Every line below that holds "Dash" must be copied.

[[ Data, beginning ]]

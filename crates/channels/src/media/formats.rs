use std::fmt::Display;
use std::str::FromStr;

use serde::{Deserialize, Serialize};

/// Container or delivery protocol of a single stream.
#[derive(Deserialize, Serialize, Debug, Clone, Copy, PartialEq, Eq, Hash, Default)]
pub enum StreamFormat {
    Dash,
    Hls,
    Mp4,
    Rtmp,
    #[default]
    Unknown,
}

impl StreamFormat {
    pub fn as_str(&self) -> &str {
        match self {
            StreamFormat::Dash => "dash",
            StreamFormat::Hls => "hls",
            StreamFormat::Mp4 => "mp4",
            StreamFormat::Rtmp => "rtmp",
            StreamFormat::Unknown => "unknown",
        }
    }

    /// Guesses the format from a stream url.
    pub fn from_url(url: &str) -> Self {
        let lower = url.to_lowercase();
        if lower.starts_with("rtmp") {
            StreamFormat::Rtmp
        } else if lower.contains(".m3u8") {
            StreamFormat::Hls
        } else if lower.contains(".mpd") {
            StreamFormat::Dash
        } else if lower.contains(".mp4") {
            StreamFormat::Mp4
        } else {
            StreamFormat::Unknown
        }
    }
}

impl Display for StreamFormat {
    fn fmt(&self, f: &mut std::fmt::Formatter<'_>) -> std::fmt::Result {
        write!(f, "{}", self.as_str())
    }
}

impl FromStr for StreamFormat {
    type Err = ();

    fn from_str(s: &str) -> Result<Self, Self::Err> {
        match s.to_lowercase().as_str() {
            "dash" | "mpd" => Ok(StreamFormat::Dash),
            "hls" | "m3u8" => Ok(StreamFormat::Hls),
            "mp4" => Ok(StreamFormat::Mp4),
            "rtmp" => Ok(StreamFormat::Rtmp),
            _ => Err(()),
        }
    }
}

/// What kind of entry a [`MediaItem`](super::MediaItem) is.
#[derive(Deserialize, Serialize, Debug, Clone, Copy, PartialEq, Eq, Hash, Default)]
pub enum MediaType {
    #[default]
    Folder,
    Video,
    Episode,
    Audio,
}

impl MediaType {
    pub fn as_str(&self) -> &str {
        match self {
            MediaType::Folder => "folder",
            MediaType::Video => "video",
            MediaType::Episode => "episode",
            MediaType::Audio => "audio",
        }
    }

    pub fn is_playable(&self) -> bool {
        !matches!(self, MediaType::Folder)
    }
}

impl Display for MediaType {
    fn fmt(&self, f: &mut std::fmt::Formatter<'_>) -> std::fmt::Result {
        write!(f, "{}", self.as_str())
    }
}

/// Hint for the host about what a folder lists.
#[derive(Deserialize, Serialize, Debug, Clone, Copy, PartialEq, Eq, Hash)]
pub enum ContentType {
    Videos,
    TvShows,
    Episodes,
}

impl ContentType {
    pub fn as_str(&self) -> &str {
        match self {
            ContentType::Videos => "videos",
            ContentType::TvShows => "tvshows",
            ContentType::Episodes => "episodes",
        }
    }
}

impl Display for ContentType {
    fn fmt(&self, f: &mut std::fmt::Formatter<'_>) -> std::fmt::Result {
        write!(f, "{}", self.as_str())
    }
}

#[cfg(test)]
mod tests {
    use super::*;

    #[test]
    fn test_stream_format_from_url() {
        assert_eq!(
            StreamFormat::from_url("https://svt-vod.akamaized.net/d0/se/master.m3u8"),
            StreamFormat::Hls
        );
        assert_eq!(
            StreamFormat::from_url("https://example.com/manifest.mpd?x=1"),
            StreamFormat::Dash
        );
        assert_eq!(
            StreamFormat::from_url("rtmp://fl.example.com/_definst_/x"),
            StreamFormat::Rtmp
        );
        assert_eq!(StreamFormat::from_url("https://x/y"), StreamFormat::Unknown);
    }

    #[test]
    fn test_media_type_playable() {
        assert!(!MediaType::Folder.is_playable());
        assert!(MediaType::Episode.is_playable());
    }
}
/// Which kinds of records a listing shows.
#[derive(Debug, Clone, Copy, PartialEq, Eq)]
pub struct SvtListingState {
    pub show_folders: bool,
    pub show_videos: bool,
}

impl Default for SvtListingState {
    fn default() -> Self {
        Self {
            show_folders: true,
            show_videos: true,
        }
    }
}

type Ctx<'a> = ListingContext<'a, SvtListingState>;

/// How one video reference turns into streams.
#[derive(Debug, Clone, PartialEq, Eq)]
pub enum StreamPlan {
    /// A manifest handed to the adaptive input stream as is
    Adaptive { url: String, bitrate: u64 },
    /// An HLS playlist, expanded unless adaptive streaming is on
    HlsPlaylist { url: String, bitrate: u64 },
    Direct { url: String, bitrate: u64 },
}

pub struct Svt {
    base: ChannelBase,
    parsers: ParserTable<SvtHandler>,
    main_list_uri: String,
    program_url: String,
    nyheter_url: String,
    geo_check_url: String,
}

[[ Data, end ]]

◆ **Task result**
    Dash,
            StreamFormat::Dash => "dash",
            StreamFormat::Dash
            "dash" | "mpd" => Ok(StreamFormat::Dash),
            StreamFormat::Dash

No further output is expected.